To understand how, despite a lack of formal training, app developers continue to succeed, we had previously studied the use of proven software engineering practices in 4,323 free (as in “no cost”) Android apps across five categories.4 In particular, we found that the practice of software reuse (“the use of existing software or software knowledge to construct new software”5,6) is high among app developers (compared to “regular” open source projects), with 61 percent of the classes on average appearing in two or more apps through inheritance, libraries, or frameworks. Surprisingly, we found 48 clusters of 217 apps that were identical, often consisting of fake apps cobbled together by unscrupulous app developers from existing apps. We also found that some of these developers
- replace advertisement libraries to steal revenue from the original app developers,7
- add malicious functions to steal information from the app users (for example, contact list numbers), and
- automatically charge app users without their knowledge (for example, by sending text messages to premium numbers).8
To analyze whether these phenomena are just specific to the apps in our previous study or to mobile apps in general, we extended our study to more than 200,000 free Android apps across all 30 app categories from Google Play.
Study Design
Software reuse5,6 has been analyzed since 1968, when Douglas McIlroy proposed to mass produce software with the help of reusable components.9 Various types of software reuse exist, such as inheritance, code, and framework reuse, each with its own advantages and disadvantages.10 Here, we study inheritance and code reuse, as well as the special case of framework reuse where one app reuses another entire app. To analyze these different forms of reuse, we generated a signature for each Java class of a mobile app, then tracked the signature across all apps.
Crawling Google Play
In 2011, two of the authors crawled the official Google Play app store to obtain two datasets used in this study:11
the binary Android apps in the official Android Package (APK) format and the apps’ metadata (that is, specific information for each app, such as the app name, app package name, app category, version number, developer name, and developer email address).

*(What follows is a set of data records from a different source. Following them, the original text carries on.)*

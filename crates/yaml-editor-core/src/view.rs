//! Editor view: a state attached to a host container.
//!
//! The view owns the mutable side of an editor: the current [`EditorState`], the cursor, the
//! collapsed folds and the derived data recomputed after every change (diagnostics and style
//! intervals). Rendering is left to the host, which reads this data back out.

use crate::change::Change;
use crate::diagnostics::{Diagnostic, Severity};
use crate::error::EditorError;
use crate::folding::FoldSet;
use crate::keymap::Command;
use crate::state::EditorState;
use crate::style::Interval;
use std::collections::BTreeMap;

/// An editor view mounted in a parent container `P`.
#[derive(Debug)]
pub struct EditorView<P> {
    state: EditorState,
    parent: P,
    cursor: usize,
    folded: FoldSet,
    diagnostics: Vec<Diagnostic>,
    highlights: Vec<Interval>,
}

impl<P> EditorView<P> {
    /// Attach `state` to `parent` and compute the initial derived data.
    pub fn new(state: EditorState, parent: P) -> Self {
        let mut view = Self {
            state,
            parent,
            cursor: 0,
            folded: FoldSet::new(),
            diagnostics: Vec::new(),
            highlights: Vec::new(),
        };
        view.refresh();
        view
    }

    /// The current state.
    pub fn state(&self) -> &EditorState {
        &self.state
    }

    /// The container this view is mounted in.
    pub fn parent(&self) -> &P {
        &self.parent
    }

    /// Diagnostics for the current document.
    pub fn diagnostics(&self) -> &[Diagnostic] {
        &self.diagnostics
    }

    /// Style intervals for the current document.
    pub fn highlights(&self) -> &[Interval] {
        &self.highlights
    }

    /// Collapsed folds.
    pub fn folded(&self) -> &FoldSet {
        &self.folded
    }

    /// Cursor position (char offset).
    pub fn cursor(&self) -> usize {
        self.cursor
    }

    /// Move the cursor, clamped to the document.
    pub fn set_cursor(&mut self, offset: usize) {
        self.cursor = offset.min(self.state.doc().len());
    }

    /// Apply a change: update the state, carry folds and cursor across it and recompute the
    /// derived data.
    pub fn dispatch(&mut self, change: Change) -> Result<(), EditorError> {
        let next = self.state.update(&change)?;
        tracing::debug!(
            from = change.from,
            to = change.to,
            inserted = change.insert.len(),
            version = next.version(),
            "dispatch"
        );

        self.state = next;
        self.folded.map(&change);
        self.cursor = map_cursor(self.cursor, &change);
        self.refresh();
        Ok(())
    }

    /// Replace the whole state. Folds are dropped and the cursor moves to the start.
    pub fn set_state(&mut self, state: EditorState) {
        self.state = state;
        self.folded.clear();
        self.cursor = 0;
        self.refresh();
    }

    /// Collapse the block starting on a 1-based line. Returns `false` if nothing folds there.
    pub fn fold_line(&mut self, line_number: usize) -> Result<bool, EditorError> {
        let Some(range) = self.state.foldable(line_number)? else {
            return Ok(false);
        };
        let folded = self.folded.fold(range);
        if folded {
            tracing::debug!(line = line_number, from = range.from, to = range.to, "fold");
        }
        Ok(folded)
    }

    /// Expand the fold owned by a 1-based line.
    pub fn unfold_line(&mut self, line_number: usize) -> Result<bool, EditorError> {
        let line = self.state.doc().try_line(line_number)?;
        Ok(self.folded.unfold_at(line.to))
    }

    /// Collapse every foldable block. Returns the number of newly collapsed folds.
    pub fn fold_all(&mut self) -> usize {
        let mut folded = 0;
        for (_, range) in self.state.foldable_ranges() {
            if self.folded.fold(range) {
                folded += 1;
            }
        }
        folded
    }

    /// Expand everything. Returns `false` if nothing was folded.
    pub fn unfold_all(&mut self) -> bool {
        let had_folds = !self.folded.is_empty();
        self.folded.clear();
        had_folds
    }

    /// Returns `true` if a 1-based line is hidden inside a collapsed fold.
    pub fn is_line_hidden(&self, line_number: usize) -> bool {
        self.state
            .doc()
            .line(line_number)
            .is_some_and(|line| self.folded.hides(line.from))
    }

    /// The 1-based numbers of all lines that are not hidden.
    pub fn visible_lines(&self) -> Vec<usize> {
        (1..=self.state.doc().lines())
            .filter(|&number| !self.is_line_hidden(number))
            .collect()
    }

    /// The most severe diagnostic per 1-based line, for the lint gutter.
    pub fn lint_markers(&self) -> BTreeMap<usize, Severity> {
        let doc = self.state.doc();
        let mut markers: BTreeMap<usize, Severity> = BTreeMap::new();
        for diagnostic in &self.diagnostics {
            let line = doc.line_at(diagnostic.from).number;
            markers
                .entry(line)
                .and_modify(|severity| *severity = (*severity).min(diagnostic.severity))
                .or_insert(diagnostic.severity);
        }
        markers
    }

    /// Run a command. Returns `false` for commands this layer leaves to the host.
    pub fn run_command(&mut self, command: Command) -> bool {
        let cursor_line = self.state.doc().line_at(self.cursor).number;
        match command {
            Command::FoldCode => self.fold_line(cursor_line).unwrap_or(false),
            Command::UnfoldCode => self.unfold_line(cursor_line).unwrap_or(false),
            Command::FoldAll => self.fold_all() > 0,
            Command::UnfoldAll => self.unfold_all(),
            other => {
                tracing::trace!(?other, "command left to host");
                false
            }
        }
    }

    /// Resolve a key through the installed keymaps and run the bound command.
    pub fn handle_key(&mut self, key: &str) -> bool {
        self.state
            .lookup_key(key)
            .is_some_and(|command| self.run_command(command))
    }

    /// Detach the view, handing the container back.
    pub fn destroy(self) -> P {
        self.parent
    }

    fn refresh(&mut self) {
        self.diagnostics = self.state.diagnostics();
        self.highlights = self.state.highlights();
    }
}

fn map_cursor(cursor: usize, change: &Change) -> usize {
    if cursor <= change.from {
        cursor
    } else if cursor >= change.to {
        cursor.saturating_add_signed(change.delta())
    } else {
        change.from + change.insert.chars().count()
    }
}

We studied only the free (to download) apps because we required access to the source code or bytecode, which isn’t legally possible for paid apps without actually paying. However, because the Android platform has the largest user base,12 free apps represent 75 percent of all Google Play apps, and free apps are downloaded more often, we believe that our case study space is broad and representative enough to draw valid conclusions.
Google Play considers 27 different app categories and eight game subcategories. The crawling didn’t fetch two categories (Live Wallpapers and Widgets), and we found two identically named subcategories under Games. This left us with 208,601 apps in 30 categories, as the second column of Table 1 shows.
Class Signature Extraction
We used the Software Bertillonage technique, which compares the interface of Java classes, to analyze the mobile apps for software reuse.13 We chose this technique instead of more traditional code clone detection because the Google Play app store (like any app store) doesn’t provide access to the source code, only the bytecode. Similarly, hashing-based techniques on bytecode wouldn’t work because developers could change whitespace, comments, the order of methods, or even parts of the implementation of methods. Instead, Bertillonage only analyzes the interface of classes (that is, the class name and method prototypes), which can readily be extracted from bytecode.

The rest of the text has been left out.